Records for this exercise >>
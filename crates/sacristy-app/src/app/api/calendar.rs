//! The calendar read model: every booking template expanded into concrete
//! occurrences for the next six months.

use salvo::writing::Json;
use salvo::{Depot, Request, Router, handler};
use serde::Serialize;
use uuid::Uuid;

use super::bad_request;
use crate::db_handler::get_db_from_depot;
use crate::error::AppResult;
use sacristy_db::db::query;
use sacristy_service::schedule::{ExpansionWindow, Occurrence, RoomFilter, expand_bookings};

#[derive(Debug, Serialize)]
pub struct CalendarResponse {
    /// Window start (inclusive) and end (exclusive) as ISO dates.
    pub window_start: String,
    pub window_end: String,
    pub occurrences: Vec<Occurrence>,
}

/// Parses the optional `rooms=<id,id,...>` query parameter. Absent or empty
/// means every room.
fn room_filter(req: &Request) -> AppResult<RoomFilter> {
    let Some(raw) = req.query::<String>("rooms") else {
        return Ok(RoomFilter::allow_all());
    };

    raw.split(',')
        .map(str::trim)
        .filter(|part| !part.is_empty())
        .map(|part| Uuid::parse_str(part).map_err(|_| bad_request(format!("Invalid room id: {part}"))))
        .collect::<AppResult<RoomFilter>>()
}

/// ## Summary
/// GET /api/calendar/occurrences - Expand all bookings into the occurrence
/// list for the window starting today, optionally restricted to a set of
/// rooms.
///
/// The occurrence list is derived, never persisted: the same rows and the
/// same day produce the same list.
///
/// ## Errors
/// Returns HTTP 400 for a malformed room id, HTTP 500/503 on database
/// failure.
#[handler]
async fn occurrences_handler(req: &mut Request, depot: &mut Depot) -> AppResult<Json<CalendarResponse>> {
    let filter = room_filter(req)?;

    let provider = get_db_from_depot(depot)?;
    let mut conn = provider.get_connection().await?;

    let bookings = query::booking::load_all(&mut conn).await?;

    let window = ExpansionWindow::from_today();
    let occurrences = expand_bookings(&bookings, &filter, &window);

    tracing::debug!(
        bookings = bookings.len(),
        occurrences = occurrences.len(),
        "Calendar expanded"
    );

    Ok(Json(CalendarResponse {
        window_start: window.start().to_string(),
        window_end: window.end().to_string(),
        occurrences,
    }))
}

#[must_use]
pub fn routes() -> Router {
    Router::with_path("calendar").push(Router::with_path("occurrences").get(occurrences_handler))
}
// Table definitions are maintained by hand; keep them in sync with the SQL
// under migrations/.

diesel::table! {
    app_user (id) {
        id -> Uuid,
        name -> Text,
        email -> Text,
        role -> Text,
        password_hash -> Text,
        updated_at -> Timestamptz,
    }
}

diesel::table! {
    room (id) {
        id -> Uuid,
        name -> Text,
        capacity -> Nullable<Int4>,
        color -> Nullable<Text>,
        notes -> Nullable<Text>,
        updated_at -> Timestamptz,
    }
}

diesel::table! {
    booking (id) {
        id -> Uuid,
        description -> Text,
        room_id -> Nullable<Uuid>,
        booking_date -> Nullable<Text>,
        start_time -> Nullable<Text>,
        end_time -> Nullable<Text>,
        repeat -> Text,
        repeat_day -> Nullable<Text>,
        user_id -> Uuid,
        updated_at -> Timestamptz,
    }
}

diesel::table! {
    member (id) {
        id -> Uuid,
        name -> Text,
        email -> Nullable<Text>,
        phone -> Nullable<Text>,
        birth_date -> Nullable<Text>,
        address -> Nullable<Text>,
        updated_at -> Timestamptz,
    }
}

diesel::table! {
    scale (id) {
        id -> Uuid,
        description -> Text,
        scale_date -> Nullable<Text>,
        start_time -> Nullable<Text>,
        room_id -> Nullable<Uuid>,
        notes -> Nullable<Text>,
        user_id -> Uuid,
        updated_at -> Timestamptz,
    }
}

diesel::table! {
    scale_assignment (id) {
        id -> Uuid,
        scale_id -> Uuid,
        member_id -> Uuid,
        duty -> Text,
    }
}

diesel::joinable!(booking -> room (room_id));
diesel::joinable!(booking -> app_user (user_id));
diesel::joinable!(scale -> room (room_id));
diesel::joinable!(scale -> app_user (user_id));
diesel::joinable!(scale_assignment -> scale (scale_id));
diesel::joinable!(scale_assignment -> member (member_id));

diesel::allow_tables_to_appear_in_same_query!(
    app_user,
    room,
    booking,
    member,
    scale,
    scale_assignment,
);
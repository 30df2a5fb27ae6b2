//! Booking rows, the stored templates the recurrence expander materializes.
//!
//! The date and time columns are deliberately `TEXT`: rows imported from the
//! legacy system carry dates as `DD/MM/YYYY` or `YYYY-MM-DD` and times as
//! `HH:MM` or `HH:MM:SS`, and malformed values must stay loadable. Parsing
//! belongs to the expander, which skips rows it cannot make sense of.

use chrono::{DateTime, Utc};
use diesel::prelude::*;
use uuid::Uuid;

use crate::db::enums::RepeatKind;
use crate::db::schema::booking;

#[derive(Debug, Clone, PartialEq, Eq, Identifiable, Queryable, Selectable)]
#[diesel(table_name = booking)]
#[diesel(check_for_backend(diesel::pg::Pg))]
pub struct Booking {
    pub id: Uuid,
    pub description: String,
    pub room_id: Option<Uuid>,
    /// Calendar date for one-shot bookings, in either legacy textual form.
    pub booking_date: Option<String>,
    pub start_time: Option<String>,
    pub end_time: Option<String>,
    pub repeat: RepeatKind,
    /// Weekday name (weekly) or day-of-month (monthly), as entered.
    pub repeat_day: Option<String>,
    pub user_id: Uuid,
    pub updated_at: DateTime<Utc>,
}

#[derive(Debug, Clone, Insertable)]
#[diesel(table_name = booking)]
pub struct NewBooking<'a> {
    pub id: Uuid,
    pub description: &'a str,
    pub room_id: Option<Uuid>,
    pub booking_date: Option<&'a str>,
    pub start_time: Option<&'a str>,
    pub end_time: Option<&'a str>,
    pub repeat: RepeatKind,
    pub repeat_day: Option<&'a str>,
    pub user_id: Uuid,
}

/// Full-replace changeset for `PUT /api/bookings/<booking_id>`.
///
/// The owning `user_id` is not part of the changeset; ownership does not move
/// on edit.
#[derive(Debug, Clone, AsChangeset)]
#[diesel(table_name = booking)]
#[diesel(treat_none_as_null = true)]
pub struct BookingChanges<'a> {
    pub description: &'a str,
    pub room_id: Option<Uuid>,
    pub booking_date: Option<&'a str>,
    pub start_time: Option<&'a str>,
    pub end_time: Option<&'a str>,
    pub repeat: RepeatKind,
    pub repeat_day: Option<&'a str>,
    pub updated_at: DateTime<Utc>,
}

Task goal >> Extract the full set of entries word for word.

Finished exercise >>
filename crates/sacristy-app/src/app/api/calendar.rs
//! The calendar read model: every booking template expanded into concrete
//! occurrences for the next six months.

use salvo::writing::Json;
use salvo::{Depot, Request, Router, handler};
use serde::Serialize;
use uuid::Uuid;

use super::bad_request;
use crate::db_handler::get_db_from_depot;
use crate::error::AppResult;
use sacristy_db::db::query;
use sacristy_service::schedule::{ExpansionWindow, Occurrence, RoomFilter, expand_bookings};

#[derive(Debug, Serialize)]
pub struct CalendarResponse {
    /// Window start (inclusive) and end (exclusive) as ISO dates.
    pub window_start: String,
    pub window_end: String,
    pub occurrences: Vec<Occurrence>,
}

/// Parses the optional `rooms=<id,id,...>` query parameter. Absent or empty
/// means every room.
fn room_filter(req: &Request) -> AppResult<RoomFilter> {
    let Some(raw) = req.query::<String>("rooms") else {
        return Ok(RoomFilter::allow_all());
    };

    raw.split(',')
        .map(str::trim)
        .filter(|part| !part.is_empty())
        .map(|part| Uuid::parse_str(part).map_err(|_| bad_request(format!("Invalid room id: {part}"))))
        .collect::<AppResult<RoomFilter>>()
}

/// ## Summary
/// GET /api/calendar/occurrences - Expand all bookings into the occurrence
/// list for the window starting today, optionally restricted to a set of
/// rooms.
///
/// The occurrence list is derived, never persisted: the same rows and the
/// same day produce the same list.
///
/// ## Errors
/// Returns HTTP 400 for a malformed room id, HTTP 500/503 on database
/// failure.
#[handler]
async fn occurrences_handler(req: &mut Request, depot: &mut Depot) -> AppResult<Json<CalendarResponse>> {
    let filter = room_filter(req)?;

    let provider = get_db_from_depot(depot)?;
    let mut conn = provider.get_connection().await?;

    let bookings = query::booking::load_all(&mut conn).await?;

    let window = ExpansionWindow::from_today();
    let occurrences = expand_bookings(&bookings, &filter, &window);

    tracing::debug!(
        bookings = bookings.len(),
        occurrences = occurrences.len(),
        "Calendar expanded"
    );

    Ok(Json(CalendarResponse {
        window_start: window.start().to_string(),
        window_end: window.end().to_string(),
        occurrences,
    }))
}

#[must_use]
pub fn routes() -> Router {
    Router::with_path("calendar").push(Router::with_path("occurrences").get(occurrences_handler))
}
// Table definitions are maintained by hand; keep them in sync with the SQL
// under migrations/.

diesel::table! {
    app_user (id) {
        id -> Uuid,
        name -> Text,
        email -> Text,
        role -> Text,
        password_hash -> Text,
        updated_at -> Timestamptz,
    }
}

diesel::table! {
    room (id) {
        id -> Uuid,
        name -> Text,
        capacity -> Nullable<Int4>,
        color -> Nullable<Text>,
        notes -> Nullable<Text>,
        updated_at -> Timestamptz,
    }
}

diesel::table! {
    booking (id) {
        id -> Uuid,
        description -> Text,
        room_id -> Nullable<Uuid>,
        booking_date -> Nullable<Text>,
        start_time -> Nullable<Text>,
        end_time -> Nullable<Text>,
        repeat -> Text,
        repeat_day -> Nullable<Text>,
        user_id -> Uuid,
        updated_at -> Timestamptz,
    }
}

diesel::table! {
    member (id) {
        id -> Uuid,
        name -> Text,
        email -> Nullable<Text>,
        phone -> Nullable<Text>,
        birth_date -> Nullable<Text>,
        address -> Nullable<Text>,
        updated_at -> Timestamptz,
    }
}

diesel::table! {
    scale (id) {
        id -> Uuid,
        description -> Text,
        scale_date -> Nullable<Text>,
        start_time -> Nullable<Text>,
        room_id -> Nullable<Uuid>,
        notes -> Nullable<Text>,
        user_id -> Uuid,
        updated_at -> Timestamptz,
    }
}

diesel::table! {
    scale_assignment (id) {
        id -> Uuid,
        scale_id -> Uuid,
        member_id -> Uuid,
        duty -> Text,
    }
}

diesel::joinable!(booking -> room (room_id));
diesel::joinable!(booking -> app_user (user_id));
diesel::joinable!(scale -> room (room_id));
diesel::joinable!(scale -> app_user (user_id));
diesel::joinable!(scale_assignment -> scale (scale_id));
diesel::joinable!(scale_assignment -> member (member_id));

diesel::allow_tables_to_appear_in_same_query!(
    app_user,
    room,
    booking,
    member,
    scale,
    scale_assignment,
);
repository 30df2a5fb27ae6b2
//! Booking rows, the stored templates the recurrence expander materializes.
//!
//! The date and time columns are deliberately `TEXT`: rows imported from the
//! legacy system carry dates as `DD/MM/YYYY` or `YYYY-MM-DD` and times as
//! `HH:MM` or `HH:MM:SS`, and malformed values must stay loadable. Parsing
//! belongs to the expander, which skips rows it cannot make sense of.

use chrono::{DateTime, Utc};
use diesel::prelude::*;
use uuid::Uuid;

use crate::db::enums::RepeatKind;
use crate::db::schema::booking;

#[derive(Debug, Clone, PartialEq, Eq, Identifiable, Queryable, Selectable)]
#[diesel(table_name = booking)]
#[diesel(check_for_backend(diesel::pg::Pg))]
pub struct Booking {
    pub id: Uuid,
    pub description: String,
    pub room_id: Option<Uuid>,
    /// Calendar date for one-shot bookings, in either legacy textual form.
    pub booking_date: Option<String>,
    pub start_time: Option<String>,
    pub end_time: Option<String>,
    pub repeat: RepeatKind,
    /// Weekday name (weekly) or day-of-month (monthly), as entered.
    pub repeat_day: Option<String>,
    pub user_id: Uuid,
    pub updated_at: DateTime<Utc>,
}

#[derive(Debug, Clone, Insertable)]
#[diesel(table_name = booking)]
pub struct NewBooking<'a> {
    pub id: Uuid,
    pub description: &'a str,
    pub room_id: Option<Uuid>,
    pub booking_date: Option<&'a str>,
    pub start_time: Option<&'a str>,
    pub end_time: Option<&'a str>,
    pub repeat: RepeatKind,
    pub repeat_day: Option<&'a str>,
    pub user_id: Uuid,
}

/// Full-replace changeset for `PUT /api/bookings/<booking_id>`.
///
/// The owning `user_id` is not part of the changeset; ownership does not move
/// on edit.
#[derive(Debug, Clone, AsChangeset)]
#[diesel(table_name = booking)]
#[diesel(treat_none_as_null = true)]
pub struct BookingChanges<'a> {
    pub description: &'a str,
    pub room_id: Option<Uuid>,
    pub booking_date: Option<&'a str>,
    pub start_time: Option<&'a str>,
    pub end_time: Option<&'a str>,
    pub repeat: RepeatKind,
    pub repeat_day: Option<&'a str>,
    pub updated_at: DateTime<Utc>,
}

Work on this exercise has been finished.